Through the collaborative arrangements we have, particularly with Japan, the
United States, China and Korea, who are about to launch a geostationary
satellite in a year or so, there would certainly be some capacity, I would
hope, to collaborate in designing an instrument—perhaps a hyperspectral
instrument—that would sit for example on a Japanese satellite which is very
conveniently located right over Australia, to the north of Australia. That
would potentially allow us to get a lot more detailed information about the
atmospheric profile, temperature and humidity and really understand a lot more
about the atmosphere above Australia. Investments like that would be very worth
while.[77]
Should there be a space cluster?
2.80
There are often argued to be synergies in bringing together
related expertise. A 'cluster' is 'a geographic concentration of interconnected
companies, specialised suppliers, service providers, firms in related
industries, training institutions and support organisations within a local area
or region. One mark of a successful cluster is that its value as a whole is greater
than the sum of its parts'.[78]
2.81
Clusters may develop because of the availability of some key
resource or position,[79]
become established where the item produced was first invented,[80]

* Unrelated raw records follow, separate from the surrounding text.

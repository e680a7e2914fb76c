//! Version probing by running an executable with candidate flags.

use super::parser::extract_version;
use crate::ProbeOptions;
use futures::{future, pin_mut, stream, StreamExt};
use std::io;
use std::path::Path;
use std::process::{Command, Output};
use tracing::{debug, trace};

/// Flags tried, in order, to make an executable report its version.
pub const VERSION_FLAGS: [&str; 6] = ["-v", "--v", "-version", "--version", "-V", "--V"];

/// Runs `<program> <flag>` and returns its captured output.
///
/// Any error is a failed probe attempt; the prober moves on to the next
/// flag. Closures `Fn(&Path, &str) -> io::Result<String>` implement this
/// trait.
pub trait Runner {
    /// Run `program` with a single argument and return its output text.
    fn run(&self, program: &Path, flag: &str) -> io::Result<String>;
}

impl<F> Runner for F
where
    F: Fn(&Path, &str) -> io::Result<String>,
{
    fn run(&self, program: &Path, flag: &str) -> io::Result<String> {
        self(program, flag)
    }
}

/// Runner that spawns a real child process and blocks until it exits.
#[derive(Debug, Clone, Copy, Default)]
pub struct SystemRunner;

impl Runner for SystemRunner {
    fn run(&self, program: &Path, flag: &str) -> io::Result<String> {
        let output = Command::new(program).arg(flag).output()?;
        output_text(output)
    }
}

/// Stdout if non-empty, otherwise stderr (some tools write versions there).
///
/// A non-zero exit status is an error.
fn output_text(output: Output) -> io::Result<String> {
    if !output.status.success() {
        return Err(io::Error::other(format!("exited with {}", output.status)));
    }

    let out = if !output.stdout.is_empty() {
        output.stdout
    } else {
        output.stderr
    };

    Ok(String::from_utf8_lossy(&out).into_owned())
}

/// Probe `path` with each of [`VERSION_FLAGS`] until one yields a version.
///
/// Attempts run strictly in order and the first output containing a
/// version token wins. Failed attempts are logged and skipped; `None`
/// means every flag was exhausted.
pub(crate) fn probe_version<X: Runner + ?Sized>(runner: &X, path: &Path) -> Option<String> {
    let found = VERSION_FLAGS
        .iter()
        .filter_map(|flag| attempt(runner, path, flag))
        .find_map(|output| extract_version(&output));

    report(path, found)
}

fn attempt<X: Runner + ?Sized>(runner: &X, path: &Path, flag: &str) -> Option<String> {
    trace!(path = %path.display(), flag, "probing version");
    runner
        .run(path, flag)
        .inspect_err(|e| trace!(flag, error = %e, "probe attempt failed"))
        .ok()
}

fn report(path: &Path, found: Option<String>) -> Option<String> {
    if found.is_none() {
        debug!(path = %path.display(), "no version flag produced a version");
    }
    found
}

/// Async counterpart of [`probe_version`] on `tokio::process`.
///
/// Same lazy shape as the blocking prober: flags are tried one at a time
/// and the stream stops at the first version. Each attempt is bounded by
/// `options.timeout` when set; a timed-out attempt is killed and counts as
/// a failure.
pub(crate) async fn probe_version_async(path: &Path, options: &ProbeOptions) -> Option<String> {
    let versions = stream::iter(VERSION_FLAGS)
        .filter_map(|flag| attempt_async(path, flag, options))
        .filter_map(|output| future::ready(extract_version(&output)));
    pin_mut!(versions);

    report(path, versions.next().await)
}

async fn attempt_async(path: &Path, flag: &str, options: &ProbeOptions) -> Option<String> {
    trace!(path = %path.display(), flag, "probing version");
    run_async(path, flag, options)
        .await
        .inspect_err(|e| trace!(flag, error = %e, "probe attempt failed"))
        .ok()
}

async fn run_async(path: &Path, flag: &str, options: &ProbeOptions) -> io::Result<String> {
    let mut command = tokio::process::Command::new(path);
    command.arg(flag).kill_on_drop(true);

    let output = match options.timeout {
        Some(limit) => tokio::time::timeout(limit, command.output())
            .await
            .map_err(|_| io::Error::new(io::ErrorKind::TimedOut, "version probe timed out"))??,
        None => command.output().await?,
    };

    output_text(output)
}
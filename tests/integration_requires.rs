//! Integration tests against the real system.
//!
//! These tests only rely on tools every unix system has and on names that
//! certainly do not exist, so they pass regardless of what is installed.

use requires_version::{
    check_all, exists, installed_version, satisfies, satisfies_bits, Checker, Operator,
    ProbeOptions, Requirement, VersionError, EQUAL, GREATER, LESS,
};

const MISSING: &str = "definitely_not_a_real_executable_12345";

#[test]
fn test_missing_dependency_exists_is_false() {
    assert!(!exists(MISSING));
}

#[test]
fn test_missing_dependency_version_check_errors() {
    for op in Operator::all() {
        assert_eq!(
            satisfies(MISSING, "1.0.0", op),
            Err(VersionError::NotFound {
                name: MISSING.to_string()
            })
        );
    }
    assert!(matches!(
        satisfies_bits(MISSING, "1.0.0", EQUAL),
        Err(VersionError::NotFound { .. })
    ));
}

#[test]
fn test_missing_dependency_error_message() {
    let err = installed_version(MISSING).unwrap_err();
    assert_eq!(err.to_string(), format!("\"{MISSING}\" not found."));
    assert_eq!(err.dependency(), Some(MISSING));
}

#[cfg(unix)]
#[test]
fn test_sh_exists() {
    assert!(exists("sh"));
    assert!(Checker::new().exists("sh"));
}

#[cfg(unix)]
#[test]
fn test_exists_accepts_literal_path() {
    assert!(exists("/bin/sh"));
    assert!(!exists("/nonexistent/bin/sh"));
}

#[cfg(unix)]
#[test]
fn test_sh_version_check_is_resilient() {
    // bash reports a version, dash does not; both outcomes are valid
    match satisfies("sh", "0.0.1", Operator::Greater) {
        Ok(result) => assert!(result),
        Err(e) => assert!(matches!(e, VersionError::VersionNotFound { .. }), "{e}"),
    }
}

#[cfg(unix)]
#[test]
fn test_invalid_operator_reported_for_real_tool() {
    // Only meaningful when sh reports a version at all
    if installed_version("sh").is_ok() {
        assert_eq!(
            satisfies_bits("sh", "1.0.0", LESS | GREATER),
            Err(VersionError::InvalidOperator {
                bits: LESS | GREATER
            })
        );
    }
}

#[test]
fn test_existence_is_deterministic() {
    for name in ["sh", "git", MISSING] {
        assert_eq!(exists(name), exists(name), "{name}");
    }
}

#[tokio::test]
async fn test_check_all_mixed_requirements() {
    let bounded = format!("{MISSING} >= 1.0");
    let requirements: Vec<Requirement> = [MISSING, bounded.as_str()]
        .iter()
        .map(|s| s.parse().unwrap())
        .collect();

    let results = check_all(&requirements, ProbeOptions::default()).await;

    assert_eq!(results.len(), 2);
    assert_eq!(results[0], Ok(false));
    assert!(matches!(results[1], Err(VersionError::NotFound { .. })));
}

#[cfg(unix)]
#[tokio::test]
async fn test_check_all_sh_presence() {
    let requirements = vec![Requirement::any("sh")];
    let results = check_all(&requirements, ProbeOptions::default()).await;
    assert_eq!(results, vec![Ok(true)]);
}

grow around a university[81]
or spin off from another cluster.[82]
Some clusters develop in a particular location for no obvious reason but, once
established, act as a magnet for skilled people in that industry, and supporting
industries, and so remain a prime location.[83]
2.82
The literature suggests clusters can take considerable time to
develop but are then long-lasting.[84]
In some cases, once clusters have emerged, governments have encouraged them by
funding more educational facilities and supporting infrastructure. But some
attempts by governments to create clusters have been less successful.[85]
2.83
In principle, with modern communications there could be a
'virtual cluster'. But there still appear to be advantages from physical
proximity in the cross-pollination of ideas. The most prospective locations for
space clusters in Australia would appear to be Adelaide and Canberra.[86]

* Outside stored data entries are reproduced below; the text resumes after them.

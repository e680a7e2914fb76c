//! Error type for version checks.
//!
//! Every failure surfaced by this crate is a [`VersionError`]. Existence-only
//! checks never produce one; they collapse "not found" into `false`.

use thiserror::Error;

/// Errors that can occur while checking a dependency's version.
///
/// Each variant carries enough context (the dependency name, the offending
/// operator bits or version text) to produce a descriptive message.
///
/// # Example
///
/// ```rust
/// use requires_version::{satisfies, Operator, VersionError};
///
/// match satisfies("definitely_not_a_real_tool_12345", "1.0.0", Operator::Equal) {
///     Ok(ok) => println!("satisfied: {ok}"),
///     Err(VersionError::NotFound { name }) => eprintln!("{name} is not installed"),
///     Err(e) => eprintln!("version check failed: {e}"),
/// }
/// ```
#[derive(Debug, Clone, PartialEq, Eq, Error)]
#[non_exhaustive]
pub enum VersionError {
    /// The executable could not be resolved on `PATH`.
    ///
    /// Only raised when a version comparison was requested.
    #[error("\"{name}\" not found.")]
    NotFound {
        /// Name that was looked up.
        name: String,
    },

    /// None of the version flags produced output containing a version token.
    #[error("\"{name}\" version not found.")]
    VersionNotFound {
        /// Name of the dependency that was probed.
        name: String,
    },

    /// The operator bitmask does not decode to a comparison.
    #[error("\"{bits}\" is invalid.")]
    InvalidOperator {
        /// The rejected bitmask.
        bits: u8,
    },

    /// A version string is not 1-3 dot-separated non-negative integers.
    #[error("\"{version}\" is not a valid version")]
    InvalidVersion {
        /// The rejected version text.
        version: String,
    },

    /// A textual requirement such as `node >= 18` could not be parsed.
    #[error("invalid requirement \"{input}\": {reason}")]
    InvalidRequirement {
        /// The rejected input.
        input: String,
        /// What was wrong with it.
        reason: String,
    },
}

impl VersionError {
    /// Name of the dependency this error refers to, if any.
    ///
    /// ```rust
    /// use requires_version::VersionError;
    ///
    /// let err = VersionError::NotFound { name: "git".to_string() };
    /// assert_eq!(err.dependency(), Some("git"));
    /// assert_eq!(VersionError::InvalidOperator { bits: 0 }.dependency(), None);
    /// ```
    pub fn dependency(&self) -> Option<&str> {
        match self {
            Self::NotFound { name } | Self::VersionNotFound { name } => Some(name),
            _ => None,
        }
    }
}

/// Result alias used throughout the crate.
pub type Result<T> = std::result::Result<T, VersionError>;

One pivot for a cluster would be a Cooperative Research Centre, such as the one
that operated for Satellite Systems from 1998 to 2005 and built and deployed
FedSat.
Should Australia have (or join) a space agency?
2.84
A number of witnesses pointed out that Australia is unusual among
larger and more affluent economies in not either having a space agency of its
own or being affiliated to a supranational agency.[87]
2.85
From 1987 to 1996, the Australian Space Office provided some
focus. The closest thing Australia has currently is the Australian Government
Space Forum (described in paragraph 2.3 above).
2.86
Notwithstanding the role of DIISR and the Forum, many witnesses
felt there was no prominent point of contact in Australia for overseas agencies
or private companies who wish to discuss space matters:
‘Who do we come and see?’ has been the question to many of us in
the industry.[88]
...the NSSA has frequently been approached by businesses and
individuals frustrated at the lack of support and communication channels from
the Australian government...Without a point of contact, organisations such as the
European Space Agency are discouraged from doing business.[89]

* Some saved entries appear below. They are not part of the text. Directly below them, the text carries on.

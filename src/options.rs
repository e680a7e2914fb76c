//! Probe options configuration.
//!
//! This module provides the [`ProbeOptions`] struct for configuring how
//! executables are located and how long async version probes may run.

use std::time::Duration;

/// Configuration options for locating and probing executables.
///
/// # Default Behavior
///
/// By default only `PATH` is searched and probes run until the child
/// exits, which matches the synchronous API exactly.
///
/// # Example
///
/// ```rust
/// use requires_version::ProbeOptions;
/// use std::time::Duration;
///
/// // Bound every async probe attempt to two seconds
/// let opts = ProbeOptions {
///     timeout: Some(Duration::from_secs(2)),
///     ..Default::default()
/// };
///
/// // Also look in /usr/local/bin, /usr/bin, ~/.local/bin and ~/bin
/// let opts = ProbeOptions {
///     search_fallback_dirs: true,
///     ..Default::default()
/// };
/// ```
#[derive(Debug, Clone, Default, PartialEq, Eq)]
pub struct ProbeOptions {
    /// Upper bound for a single async probe attempt.
    ///
    /// An attempt that exceeds it is treated like any other failed attempt
    /// and the next version flag is tried. Synchronous probes never time out.
    ///
    /// Default: `None`
    pub timeout: Option<Duration>,

    /// Search common install directories when `PATH` lookup fails.
    ///
    /// Default: `false`
    pub search_fallback_dirs: bool,
}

...there should be a centralised coordinating body...which has the
capacity to act as an international point of contact.[90]
2.87
The Australian Space Research Institute argued that an agency
would:
give cohesion to the various disparate space elements that are
still in Australia and help bring back some of the expatriate space assets that
have had to go overseas to look for work in the last decade or so.[91]
2.88
The lack of an agency may mean that Australia misses out on larger
interdisciplinary projects:
What is missing is large coordinated programs of research and
development that span many organisations both in Australia and obviously
internationally. We cannot do things like this alone. As director of a research
institute, that is really where I see the lost opportunity.[92]
2.89
Dr Andy Thomas argued:
I do personally believe that a single coordinating body is
needed in Australia...I do have a sense that there are a lot of competitive
organisations in the Australian arena in all of those various dispersed
activities that you referred to. I am sure the people in those organisations
have the best of intentions of their organisations, but I think you do need an
operation that has a vision that looks at the national scale of what has to be
done on a national basis and pull all of those things together to support that
national programme.[93]
2.90
A number of other groups also felt the absence of a single space
agency was damaging to Australia:
Australia has become ever more dependent on space based
services, often invisibly. Much like water in a tap, we do not understand where
the services come from; we just expect them to be there...there appears to be no
whole-of-government coordination that addresses our dependencies and hence our
vulnerabilities that arise from those dependencies...[a space agency] should
initially reside probably within the Department of the Prime Minister and
Cabinet so that it holds a whole-of-government perspective and does not need to
consider individual departmental priorities, and therefore it can look at all
of the nation’s dependencies at a strategic level.[94]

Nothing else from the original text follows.